Hargrane grabbed his shield and stood, drawing his sword. Nine stood also, but her stance was unsteady. Though a leg was injured, her blade moved at arm’s end in a nimble dance. A thrust slid across Hargrane’s breast plate as he turned to avoid it. She blocked his cut with the shield. His sword added to the scars upon the blue field.

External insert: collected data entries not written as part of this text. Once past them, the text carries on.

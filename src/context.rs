// SPDX-FileCopyrightText: 2025 Jason Pena <jasonpena@awkless.com>
// SPDX-License-Identifier: MIT

//! Process-scoped configuration context.
//!
//! The context bundles every location the link engine needs to know about.
//! It is assembled once at startup and handed to each component by value, so
//! nothing ever consults global state in the middle of an operation.

use crate::path::{absolutize, expand_home, HOME_PLACEHOLDER};

use std::path::{Path, PathBuf};

/// Read-only locations shared by all operations.
#[derive(Debug, Clone, PartialEq, Eq)]
pub struct Context {
    user_home: PathBuf,
    dotfiles_root: PathBuf,
    config_root: PathBuf,
    working_dir: PathBuf,
}

impl Context {
    /// Construct new context.
    ///
    /// All paths are expected to be absolute.
    pub fn new(
        user_home: impl Into<PathBuf>,
        dotfiles_root: impl Into<PathBuf>,
        config_root: impl Into<PathBuf>,
        working_dir: impl Into<PathBuf>,
    ) -> Self {
        Self {
            user_home: user_home.into(),
            dotfiles_root: dotfiles_root.into(),
            config_root: config_root.into(),
            working_dir: working_dir.into(),
        }
    }

    /// Absolute path to user's home directory.
    pub fn user_home(&self) -> &Path {
        &self.user_home
    }

    /// Absolute path to canonical dotfile storage.
    pub fn dotfiles_root(&self) -> &Path {
        &self.dotfiles_root
    }

    /// Path to record file of named manager.
    pub fn config_file(&self, name: &str) -> PathBuf {
        self.config_root.join(format!("{name}.toml"))
    }

    /// Directory that relative user input is resolved against.
    pub fn working_dir(&self) -> &Path {
        &self.working_dir
    }

    /// Home directory as text for home-relative substitution.
    pub fn home_str(&self) -> String {
        self.user_home.to_string_lossy().into_owned()
    }

    /// Turn user supplied path into an absolute path.
    ///
    /// A bare `~` or a leading `~/` is swapped for the home directory, so
    /// `~name` stays a relative path. Anything still
    /// relative afterwards is resolved against the working directory. Does
    /// not check for existence.
    pub fn absolute(&self, input: impl AsRef<str>) -> PathBuf {
        let input = input.as_ref();
        if Path::new(input).starts_with(HOME_PLACEHOLDER) {
            absolutize(&self.working_dir, expand_home(input, &self.home_str()))
        } else {
            absolutize(&self.working_dir, input)
        }
    }
}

They exchanged more blows in like manner until, lowering his shield, he drew her into another thrust. He stepped aside. On the bad leg, she was slow to recoil, leaving her flank exposed. He saw the opportunity through the imprint in his mind’s eye of three white stars on a blue field. Ternemeer was his country; the Ternes were his countrymen, indeed. It was the only time Pal Hargrane ever hesitated in battle.